= Directions for this task =
Here are some records; copy every line that holds the word "relayed".

= Saved data entries =
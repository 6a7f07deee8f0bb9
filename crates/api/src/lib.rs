//! AirWatch API server library.
//!
//! Exposes config, state, error handling, auth, rendering and routes so the
//! binaries and the integration tests share one router.

pub mod auth;
pub mod config;
pub mod error;
pub mod handlers;
pub mod middleware;
pub mod query;
pub mod render;
pub mod response;
pub mod router;
pub mod routes;
pub mod state;
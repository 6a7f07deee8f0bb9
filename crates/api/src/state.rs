use std::sync::Arc;

use crate::config::ServerConfig;

/// Shared application state available to all Axum handlers via `State<AppState>`.
///
/// Cheap to clone: the pool is reference-counted and the config sits behind `Arc`.
#[derive(Clone)]
pub struct AppState {
    pub pool: airwatch_db::DbPool,
    pub config: Arc<ServerConfig>,
}
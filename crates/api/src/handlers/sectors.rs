//! Handlers for the `/sectors` resource.

use airwatch_core::types::DbId;
use airwatch_db::models::sector::{CreateSector, Sector, UpdateSector};
use airwatch_db::repositories::{InstitutionRepo, SectorRepo};
use axum::extract::{Path, Query, State};
use axum::http::StatusCode;
use axum::Json;

use crate::error::{AppError, AppResult};
use crate::handlers::institutions::require_name;
use crate::middleware::rbac::RequireAuth;
use crate::query::SectorListParams;
use crate::response::ListResponse;
use crate::state::AppState;

async fn ensure_institution_exists(state: &AppState, id: DbId) -> AppResult<()> {
    InstitutionRepo::find_by_id(&state.pool, id)
        .await?
        .ok_or(AppError::not_found("Institution", id))?;
    Ok(())
}

/// GET /api/sectors?institution_id=
pub async fn list(
    State(state): State<AppState>,
    RequireAuth(_user): RequireAuth,
    Query(params): Query<SectorListParams>,
) -> AppResult<Json<ListResponse<Sector>>> {
    let sectors = SectorRepo::list(&state.pool, params.institution_id).await?;
    Ok(Json(sectors.into()))
}

/// GET /api/sectors/{id}
pub async fn get_by_id(
    State(state): State<AppState>,
    RequireAuth(_user): RequireAuth,
    Path(id): Path<DbId>,
) -> AppResult<Json<Sector>> {
    let sector = SectorRepo::find_by_id(&state.pool, id)
        .await?
        .ok_or(AppError::not_found("Sector", id))?;
    Ok(Json(sector))
}

/// POST /api/sectors
pub async fn create(
    State(state): State<AppState>,
    RequireAuth(_user): RequireAuth,
    Json(input): Json<CreateSector>,
) -> AppResult<(StatusCode, Json<Sector>)> {
    ensure_institution_exists(&state, input.institution_id).await?;
    let input = CreateSector {
        name: require_name(&input.name)?,
        institution_id: input.institution_id,
    };
    let sector = SectorRepo::create(&state.pool, &input).await?;
    Ok((StatusCode::CREATED, Json(sector)))
}

/// PUT /api/sectors/{id}
///
/// A new `institution_id` carries the sector's measurements along.
pub async fn update(
    State(state): State<AppState>,
    RequireAuth(_user): RequireAuth,
    Path(id): Path<DbId>,
    Json(input): Json<UpdateSector>,
) -> AppResult<Json<Sector>> {
    if let Some(institution_id) = input.institution_id {
        ensure_institution_exists(&state, institution_id).await?;
    }
    let input = UpdateSector {
        name: input.name.as_deref().map(require_name).transpose()?,
        institution_id: input.institution_id,
    };
    let sector = SectorRepo::update(&state.pool, id, &input)
        .await?
        .ok_or(AppError::not_found("Sector", id))?;
    Ok(Json(sector))
}

/// DELETE /api/sectors/{id}
///
/// 409 while measurements still reference the sector.
pub async fn delete(
    State(state): State<AppState>,
    RequireAuth(_user): RequireAuth,
    Path(id): Path<DbId>,
) -> AppResult<StatusCode> {
    if SectorRepo::delete(&state.pool, id).await? {
        Ok(StatusCode::NO_CONTENT)
    } else {
        Err(AppError::not_found("Sector", id))
    }
}
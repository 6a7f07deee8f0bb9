//! Repository layer: one zero-sized struct per table, every method taking
//! `&PgPool` and returning `sqlx::Error`.

pub mod contact_message_repo;
pub mod institution_repo;
pub mod measurement_file_repo;
pub mod measurement_repo;
pub mod sector_repo;
pub mod user_repo;

pub use contact_message_repo::ContactMessageRepo;
pub use institution_repo::InstitutionRepo;
pub use measurement_file_repo::MeasurementFileRepo;
pub use measurement_repo::MeasurementRepo;
pub use sector_repo::SectorRepo;
pub use user_repo::UserRepo;
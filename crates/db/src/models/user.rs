//! User entity model and DTOs.

use airwatch_core::types::{DbId, Timestamp};
use serde::{Deserialize, Serialize};
use sqlx::FromRow;

/// Full user row from the `users` table.
///
/// Contains the password hash -- NEVER serialize this to API responses directly.
/// Use [`UserResponse`] for external-facing output.
#[derive(Debug, Clone, FromRow)]
pub struct User {
    pub id: DbId,
    pub name: String,
    pub email: String,
    pub password_hash: String,
    pub role: String,
    pub created_at: Timestamp,
    pub updated_at: Timestamp,
}

/// Safe user representation for API responses (no password hash).
#[derive(Debug, Clone, Serialize, Deserialize)]
pub struct UserResponse {
    pub id: DbId,
    pub name: String,
    pub email: String,
    pub role: String,
    pub created_at: Timestamp,
}

impl From<User> for UserResponse {
    fn from(user: User) -> Self {
        Self {
            id: user.id,
            name: user.name,
            email: user.email,
            role: user.role,
            created_at: user.created_at,
        }
    }
}

/// DTO for inserting a user. The password is already hashed.
#[derive(Debug)]
pub struct CreateUser {
    pub name: String,
    pub email: String,
    pub password_hash: String,
    pub role: String,
}

/// DTO for updating an existing user. All fields are optional; a
/// `password_hash` is already hashed.
#[derive(Debug, Default)]
pub struct UpdateUser {
    pub name: Option<String>,
    pub email: Option<String>,
    pub role: Option<String>,
    pub password_hash: Option<String>,
}
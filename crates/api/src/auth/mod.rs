//! Authentication primitives.
//!
//! - [`password`] -- Argon2id password hashing and verification.
//! - [`jwt`] -- HS256 access-token generation and validation.

pub mod jwt;
pub mod password;
use axum::routing::{get, put};
use axum::Router;

use crate::handlers::users;
use crate::state::AppState;

/// Routes mounted at `/users`.
///
/// ```text
/// GET    /                -> list
/// POST   /                -> create        (admin)
/// PUT    /{id}            -> update        (admin)
/// DELETE /{id}            -> delete        (admin)
/// ```
pub fn router() -> Router<AppState> {
    Router::new()
        .route("/", get(users::list).post(users::create))
        .route("/{id}", put(users::update).delete(users::delete))
}
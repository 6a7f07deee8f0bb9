pub mod auth;
pub mod contact;
pub mod health;
pub mod institutions;
pub mod measurements;
pub mod sectors;
pub mod users;

use axum::Router;

use crate::state::AppState;

/// Build the `/api` route tree.
///
/// ```text
/// /auth/register                          register (public)
/// /auth/login                             login (public)
///
/// /users                                  list (auth), create (admin)
/// /users/{id}                             update, delete (admin)
///
/// /institutions                           list, create
/// /institutions/{id}                      get, update, delete
///
/// /sectors?institution_id=                list, create
/// /sectors/{id}                           get, update, delete
///
/// /measurements                           filtered page, create
/// /measurements/thresholds                threshold table
/// /measurements/bi                        KPIs + series
/// /measurements/report                    pdf | excel | csv export
/// /measurements/{id}                      detail, replace, delete
/// /measurements/{id}/files                list, upload
/// /measurements/{id}/report               single-measurement PDF
///
/// /contact                                submit (public), list (auth)
/// ```
///
/// Everything except the public routes requires a Bearer token.
pub fn api_routes() -> Router<AppState> {
    Router::new()
        .nest("/auth", auth::router())
        .nest("/users", users::router())
        .nest("/institutions", institutions::router())
        .nest("/sectors", sectors::router())
        .nest("/measurements", measurements::router())
        .nest("/contact", contact::router())
}
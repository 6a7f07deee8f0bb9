//! Handlers for the `/contact` resource.

use airwatch_core::contact::{ContactSubmission, SUPPORT_MAILBOX};
use airwatch_db::models::contact_message::{ContactMessage, CreateContactMessage};
use airwatch_db::repositories::ContactMessageRepo;
use axum::extract::State;
use axum::http::StatusCode;
use axum::Json;

use crate::error::AppResult;
use crate::middleware::rbac::RequireAuth;
use crate::response::ListResponse;
use crate::state::AppState;

/// POST /api/contact (public)
///
/// `email`-type messages are also relayed to the support mailbox; without a
/// mail transport the relay is recorded in the log.
pub async fn submit(
    State(state): State<AppState>,
    Json(input): Json<ContactSubmission>,
) -> AppResult<(StatusCode, Json<ContactMessage>)> {
    let input = input.checked()?;
    let forwards = input.forwards_to_support();

    let message = ContactMessageRepo::create(
        &state.pool,
        &CreateContactMessage {
            name: input.name,
            email: input.email,
            message: input.message,
            message_type: input.kind,
        },
    )
    .await?;

    if forwards {
        tracing::info!(
            message_id = message.id,
            to = SUPPORT_MAILBOX,
            from = %message.email,
            "Contact message relayed to support"
        );
    } else {
        tracing::info!(message_id = message.id, "Contact message stored");
    }

    Ok((StatusCode::CREATED, Json(message)))
}

/// GET /api/contact
pub async fn list(
    State(state): State<AppState>,
    RequireAuth(_user): RequireAuth,
) -> AppResult<Json<ListResponse<ContactMessage>>> {
    let messages = ContactMessageRepo::list(&state.pool).await?;
    Ok(Json(messages.into()))
}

= Task output =
/// `email`-type messages are also relayed to the support mailbox; without a
            "Contact message relayed to support"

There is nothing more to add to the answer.